Una reflexión, un ensayo.
La gente siempre ha sido como fue, como es, como será. El mundo siempre ha sido como es hoy en día. Otra cosa es que, en un momento dado, abramos los ojos o alguien nos los abra. El mundo siempre ha estado lleno de trumps. La diferencia es que este dice lo que realmente tiene dentro, aunque no es diferencia, también Hitler decía lo que tenía dentro. Le Pen, Trump, o tantos otros, no son más que lo de siempre: sectores que se desprenden de los respectivos Partidos Populares de los países cuando ellos creen que es necesario desprenderse y derechizarse, cuando ven la ocasión para arribar al Poder Absoluto. Algo parecido ocurre con las izquierdas: los pobres, cuando creen que nunca llegarán a ricos o morirán de hambre o, simplemente, temen ir a peor, se radicalizan y apoyan a maduros y compañías, alters egos de trumps.
Por ello no son raras las guerras, las crisis, los atentados terroristas. Siempre han estado ahí, latentes, esperando a que el miedo de unos y las ansias de poder de otros se apoderen y mezclen entre el Pueblo para que este haga barbaridades, atrocidades a las órdenes del aspirante a dictador de turno.
Es cuando el miedo, que no es más que ese plasma en el cual se aposentan y envuelven las almas de las gentes dirigidas, es cuando el miedo acumulado estalla, por ejemplo, ante el pánico que se crea por el incendio de una papelera en mitad de una ciudad de veinte millones de habitantes; una papelera rodeada por miles de bomberos arrojando agua e inundando la ciudad de pánico. No somos más que ese pánico ante esa papelera. Es cuando se extienden veinte muertos por toda una Europa de seiscientos millones de habitantes, por una Europa en la que se suicidan más de cincuenta mil personas anualmente.

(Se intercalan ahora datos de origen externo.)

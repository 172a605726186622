//! Import a word list into the catalog as global words.
//!
//! Usage: cargo run --bin import_words <flashrecall.db> <words.json>
//!
//! The JSON file is an array whose entries are either `["english", "russian"]`
//! pairs or `{"english": "...", "russian": "..."}` objects. Words whose English
//! text is already in the catalog are skipped.

use serde::Deserialize;
use std::path::Path;

use flashrecall::trainer::{AddOutcome, Database};

#[derive(Deserialize)]
#[serde(untagged)]
enum Entry {
    Pair(String, String),
    Object { english: String, russian: String },
}

impl Entry {
    fn into_parts(self) -> (String, String) {
        match self {
            Entry::Pair(english, russian) => (english, russian),
            Entry::Object { english, russian } => (english, russian),
        }
    }
}

fn main() {
    let args: Vec<String> = std::env::args().collect();
    if args.len() != 3 {
        eprintln!("Usage: {} <flashrecall.db> <words.json>", args[0]);
        eprintln!();
        eprintln!("Import global English/Russian word pairs into the catalog.");
        std::process::exit(1);
    }

    let db_path = Path::new(&args[1]);
    let words_path = Path::new(&args[2]);

    let json = match std::fs::read_to_string(words_path) {
        Ok(json) => json,
        Err(e) => {
            eprintln!("ERROR: failed to read {:?}: {e}", words_path);
            std::process::exit(1);
        }
    };
    let entries: Vec<Entry> = match serde_json::from_str(&json) {
        Ok(entries) => entries,
        Err(e) => {
            eprintln!("ERROR: failed to parse {:?}: {e}", words_path);
            std::process::exit(1);
        }
    };
    println!("Read {} entries from {:?}", entries.len(), words_path);

    let db = match Database::open(db_path) {
        Ok(db) => db,
        Err(e) => {
            eprintln!("ERROR: cannot open database {:?}: {e}", db_path);
            std::process::exit(1);
        }
    };

    let mut added = 0;
    let mut skipped = 0;
    for entry in entries {
        let (english, russian) = entry.into_parts();
        let (english, russian) = (english.trim(), russian.trim());
        if english.is_empty() || russian.is_empty() {
            skipped += 1;
            continue;
        }

        match db.add_global_word(english, russian) {
            Ok(AddOutcome::Added) => added += 1,
            Ok(AddOutcome::AlreadyExists) => skipped += 1,
            Err(e) => {
                eprintln!("ERROR: import stopped at '{english}': {e}");
                std::process::exit(1);
            }
        }
    }

    println!("Imported {} words ({} skipped)", added, skipped);
    match db.word_count() {
        Ok(total) => println!("Catalog now holds {} words", total),
        Err(e) => eprintln!("Could not count words: {e}"),
    }
}
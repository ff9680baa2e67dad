//! Destinations for decoded beacon records

use log::warn;
use std::io::{self, Write};

/// Receives every decoded record, in arrival order
pub trait BeaconSink {
    fn emit(&mut self, address: &str, rssi: i8);
}

impl<F> BeaconSink for F
where
    F: FnMut(&str, i8),
{
    fn emit(&mut self, address: &str, rssi: i8) {
        self(address, rssi)
    }
}

/// Writes one `"<address> <rssi>"` line per record
///
/// A failed write is logged and the scan carries on.
#[derive(Debug)]
pub struct LineSink<W: Write> {
    writer: W,
    failed_writes: usize,
}

impl<W: Write> LineSink<W> {
    pub fn new(writer: W) -> Self {
        Self {
            writer,
            failed_writes: 0,
        }
    }

    /// Number of records that could not be written
    pub fn failed_writes(&self) -> usize {
        self.failed_writes
    }

    /// Flush and hand back the writer
    pub fn finish(mut self) -> io::Result<W> {
        self.writer.flush()?;
        Ok(self.writer)
    }
}

impl<W: Write> BeaconSink for LineSink<W> {
    fn emit(&mut self, address: &str, rssi: i8) {
        if let Err(e) = writeln!(self.writer, "{} {}", address, rssi) {
            self.failed_writes += 1;
            warn!("failed to write record for {}: {}", address, e);
        }
    }
}

/// Keeps every record in memory
#[derive(Debug, Default, Clone)]
pub struct VecSink {
    pub records: Vec<(String, i8)>,
}

impl VecSink {
    pub fn new() -> Self {
        Self::default()
    }
}

impl BeaconSink for VecSink {
    fn emit(&mut self, address: &str, rssi: i8) {
        self.records.push((address.to_string(), rssi));
    }
}
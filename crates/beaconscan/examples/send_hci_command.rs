//! Example: Sending HCI commands
//! 
//! This example demonstrates how to send the LE scan commands one by one and
//! read the raw events the controller streams back.

use beaconscan::hci::{
    build_event_mask_command, build_scan_enable_command, build_scan_parameters_command, decode,
    HciSocket,
};
use beaconscan::ReceiveError;
use std::time::{Duration, Instant};

fn main() -> Result<(), Box<dyn std::error::Error>> {
    println!("Opening HCI socket for device 0...");
    let mut socket = HciSocket::open(0)?;
    socket.set_le_meta_filter()?;
    let timeout = Duration::from_secs(1);

    let status = socket.send_request(&build_scan_parameters_command(), timeout)?;
    println!("LE scan parameters set, status 0x{:02X}", status);

    let status = socket.send_request(&build_event_mask_command(), timeout)?;
    println!("LE event mask set, status 0x{:02X}", status);

    let status = socket.send_request(&build_scan_enable_command(true), timeout)?;
    println!("LE scan enabled, status 0x{:02X}", status);

    // Read events for a few seconds
    let start_time = Instant::now();
    while start_time.elapsed() < Duration::from_secs(5) {
        match socket.read_raw(Some(Duration::from_millis(100))) {
            Ok(buffer) => {
                for record in decode(&buffer) {
                    println!("{:?}", record);
                }
            }
            Err(ReceiveError::Idle) => continue,
            Err(e) => eprintln!("Error reading event: {}", e),
        }
    }

    println!("\nDisabling LE scanning...");
    let status = socket.send_request(&build_scan_enable_command(false), timeout)?;
    println!("LE scan disabled, status 0x{:02X}", status);

    Ok(())
}
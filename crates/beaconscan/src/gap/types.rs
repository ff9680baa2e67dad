use crate::gap::constants::*;
use std::fmt;

#[derive(Debug, Clone, Copy, PartialEq, Eq)]
pub enum AddressType {
    Public,
    Random,
    PublicIdentity,
    RandomIdentity,
    Unknown(u8),
}

impl From<u8> for AddressType {
    fn from(value: u8) -> Self {
        match value {
            PUBLIC_DEVICE_ADDRESS => AddressType::Public,
            RANDOM_DEVICE_ADDRESS => AddressType::Random,
            PUBLIC_IDENTITY_ADDRESS => AddressType::PublicIdentity,
            RANDOM_IDENTITY_ADDRESS => AddressType::RandomIdentity,
            other => AddressType::Unknown(other),
        }
    }
}

/// Link-layer device address, stored in on-air (little-endian) byte order
#[derive(Debug, Clone, Copy, PartialEq, Eq, Hash)]
pub struct BdAddr {
    pub bytes: [u8; BD_ADDR_LEN],
}

impl BdAddr {
    pub fn from_slice(slice: &[u8]) -> Option<Self> {
        let bytes: [u8; BD_ADDR_LEN] = slice.get(..BD_ADDR_LEN)?.try_into().ok()?;
        Some(Self { bytes })
    }
}

/// Formats most significant byte first, the wire order reversed
impl fmt::Display for BdAddr {
    fn fmt(&self, f: &mut fmt::Formatter<'_>) -> fmt::Result {
        write!(
            f,
            "{:02X}:{:02X}:{:02X}:{:02X}:{:02X}:{:02X}",
            self.bytes[5],
            self.bytes[4],
            self.bytes[3],
            self.bytes[2],
            self.bytes[1],
            self.bytes[0]
        )
    }
}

Vemos lo que quieren que veamos, quieren que veamos constantemente nuestro miedo, que vivamos en él, y lo quieren tanto los peperos títeres de millonarios como los terroristas, tanto como los maduros de turno. Porque de ello vive el Psicópata.
Pero no olvidemos nunca la mejor y única arma de los Justos: el arma del amor, la caridad, la solidaridad. Ellas son indestructibles y cada uno de nosotros seremos indestructibles si las dejamos entrar para que ellas disipen ese miedo que nos aplasta y envuelve en la oscuridad de un interior donde tenemos el espíritu preso por los aspirantes a señores feudales.
Un pueblo es una misma alma. Pueden asesinar a veinte en un aeropuerto, pero los muertos continuarán dentro de la Memoria del pueblo, en el ADN de sus familias. La venganza y el odio solo facilitará más odio y más venganza, una espiral que lleva a la destrucción. Solo la cultura, la inteligencia, la firmeza, la justicia, la templanza, la solidaridad, el amor, cortan y disipan a esa maldita espiral de guerras. Los buenos actos, el dar refugio, el compartir y repartir mejor la riqueza, son algunos de los campos que rodean al camino del sol y del viento y de la libertad. Lo otro: el miedo, la xenofobia, la insolidaridad, solo llevan a castillos medievales en mitad de la noche; castillos fortificados donde moriremos de peste bubónica, de mierda. El miedo a la Libertad, el miedo a morir, a la pobreza, al Otro, son emociones que hay que arrojar tan lejos como podamos porque son como los muros que quieren construir mala gente como Donald Trump; muros necesarios para construir en el futuro su castillo medieval, donde nos vuelvan a tener como aquellos siervos de la gleba tan añorados por estos psicópatas. Porque son, no se dude ni una milésima de segundo, son Psicópatas.
Trumps, le pens, maduros, terroristas... se retroalimentan. Por ello es necesario la firmeza en las ideas que antes he expuesto. Y los que aguantamos firmes tenemos el deber de gritar en alto estas ideas que no son más que la Democracia con Mayúscula, Los Derechos Humanos con Mayúscula. Tenemos la obligación de impedir que los primeros muros se construyan. La obligación de que los menos posibles del Pueblo entren dentro de ese muro. Los paraísos fecales hace tiempo que son parte de ese muro y ese castillo medieval que quieren construirnos.